- _Prompt_
The job is to find each line of the records below that includes the word "again" and copy it.

[Stored data]
======

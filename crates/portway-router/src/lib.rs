//! Public identifiers and routing for tunnels
//!
//! Generates and validates subdomains, and maps subdomains and TCP ports to
//! the tunnel currently serving them.

pub mod registry;
pub mod subdomain;

pub use registry::{RouteError, RouteRegistry, RouteTarget};
pub use subdomain::{SubdomainAllocator, SubdomainError};

/// Route key for identifying tunnels
#[derive(Debug, Clone, PartialEq, Eq, Hash)]
pub enum RouteKey {
    /// Routing by public TCP port
    TcpPort(u16),
    /// Routing by subdomain label (without the tunnel domain)
    Subdomain(String),
}

impl std::fmt::Display for RouteKey {
    fn fmt(&self, f: &mut std::fmt::Formatter<'_>) -> std::fmt::Result {
        match self {
            RouteKey::TcpPort(port) => write!(f, "port {}", port),
            RouteKey::Subdomain(subdomain) => write!(f, "subdomain '{}'", subdomain),
        }
    }
}
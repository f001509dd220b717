//! Public TCP port allocation

use rand::Rng;
use std::collections::HashSet;
use std::net::{IpAddr, SocketAddr};
use std::ops::RangeInclusive;
use std::sync::{Mutex, PoisonError};
use tokio::net::TcpListener;
use tracing::{debug, warn};

use crate::error::RelayError;

/// Hands out ports from a range by sampling and binding
///
/// A port counts as allocated from the moment it is reserved until
/// [`release`](Self::release); binding is the availability check, so there is
/// no window between checking and listening.
pub struct PortAllocator {
    bind_addr: IpAddr,
    range: RangeInclusive<u16>,
    max_attempts: u32,
    allocated: Mutex<HashSet<u16>>,
}

impl PortAllocator {
    pub fn new(bind_addr: IpAddr, range: RangeInclusive<u16>, max_attempts: u32) -> Self {
        Self {
            bind_addr,
            range,
            max_attempts: max_attempts.max(1),
            allocated: Mutex::new(HashSet::new()),
        }
    }

    fn allocated(&self) -> std::sync::MutexGuard<'_, HashSet<u16>> {
        self.allocated.lock().unwrap_or_else(PoisonError::into_inner)
    }

    /// Reserve a free port and bind a listener on it
    pub async fn allocate(&self) -> Result<(u16, TcpListener), RelayError> {
        for attempt in 1..=self.max_attempts {
            let port = rand::thread_rng().gen_range(self.range.clone());

            if !self.allocated().insert(port) {
                debug!("Port {} already allocated (attempt {})", port, attempt);
                continue;
            }

            match TcpListener::bind(SocketAddr::new(self.bind_addr, port)).await {
                Ok(listener) => {
                    debug!("Allocated port {} on attempt {}", port, attempt);
                    return Ok((port, listener));
                }
                Err(e) => {
                    debug!("Port {} not bindable: {}", port, e);
                    self.allocated().remove(&port);
                    // let recently aborted listeners finish dropping
                    tokio::task::yield_now().await;
                }
            }
        }

        warn!(
            "Port range {}-{} exhausted after {} attempts",
            self.range.start(),
            self.range.end(),
            self.max_attempts
        );
        Err(RelayError::AllocationExhausted(self.max_attempts))
    }

    /// Return a port to the pool
    pub fn release(&self, port: u16) -> bool {
        self.allocated().remove(&port)
    }

    pub fn is_allocated(&self, port: u16) -> bool {
        self.allocated().contains(&port)
    }

    pub fn allocated_count(&self) -> usize {
        self.allocated().len()
    }
}

#[cfg(test)]
mod tests {
    use super::*;
    use std::net::Ipv4Addr;

    const LOCALHOST: IpAddr = IpAddr::V4(Ipv4Addr::LOCALHOST);

    #[tokio::test]
    async fn test_allocated_ports_are_distinct() {
        let allocator = PortAllocator::new(LOCALHOST, 41000..=41999, 64);
        let mut listeners = Vec::new();
        let mut ports = HashSet::new();
        for _ in 0..5 {
            let (port, listener) = allocator.allocate().await.unwrap();
            assert!((41000..=41999).contains(&port));
            assert_eq!(listener.local_addr().unwrap().port(), port);
            assert!(ports.insert(port));
            listeners.push(listener);
        }
        assert_eq!(allocator.allocated_count(), 5);
    }

    #[tokio::test]
    async fn test_exhausted_range() {
        let allocator = PortAllocator::new(LOCALHOST, 42100..=42100, 4);
        let (port, _listener) = allocator.allocate().await.unwrap();
        assert_eq!(port, 42100);

        assert_eq!(
            allocator.allocate().await.unwrap_err(),
            RelayError::AllocationExhausted(4)
        );
    }

    #[tokio::test]
    async fn test_release_makes_port_eligible() {
        let allocator = PortAllocator::new(LOCALHOST, 42200..=42200, 4);
        let (port, listener) = allocator.allocate().await.unwrap();
        drop(listener);

        assert!(allocator.release(port));
        assert!(!allocator.is_allocated(port));
        let (again, _listener) = allocator.allocate().await.unwrap();
        assert_eq!(again, port);
    }

    #[tokio::test]
    async fn test_skips_ports_bound_elsewhere() {
        let _squatter = std::net::TcpListener::bind((Ipv4Addr::LOCALHOST, 42300)).unwrap();
        let allocator = PortAllocator::new(LOCALHOST, 42300..=42300, 3);

        assert!(matches!(
            allocator.allocate().await,
            Err(RelayError::AllocationExhausted(3))
        ));
        assert!(!allocator.is_allocated(42300));
    }
}
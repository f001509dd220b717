//! Tunnel relay engine
//!
//! Maps public identifiers (subdomains and TCP ports) to live client control
//! channels, and forwards HTTP requests and raw TCP streams through them.

pub mod channel;
pub mod config;
pub mod error;
pub mod handler;
pub mod http_relay;
pub mod pending_requests;
pub mod port_allocator;
pub mod tcp_relay;

pub use channel::{ChannelEvent, ControlChannel};
pub use config::{parse_port_range, RelayConfig};
pub use error::RelayError;
pub use handler::TunnelHandler;
pub use http_relay::{
    password_attempt_key, ConnectionState, HttpRequestDescriptor, HttpTunnelRelay,
    RegisterOptions, Registration, TunnelConnection, TunnelSummary,
};
pub use pending_requests::{PendingRequests, RequestOutcome};
pub use port_allocator::PortAllocator;
pub use tcp_relay::{
    TcpRegistration, TcpTunnelConnection, TcpTunnelOptions, TcpTunnelRelay, TcpTunnelSummary,
};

======

- _Exercise response_
        let (again, _listener) = allocator.allocate().await.unwrap();
        assert_eq!(again, port);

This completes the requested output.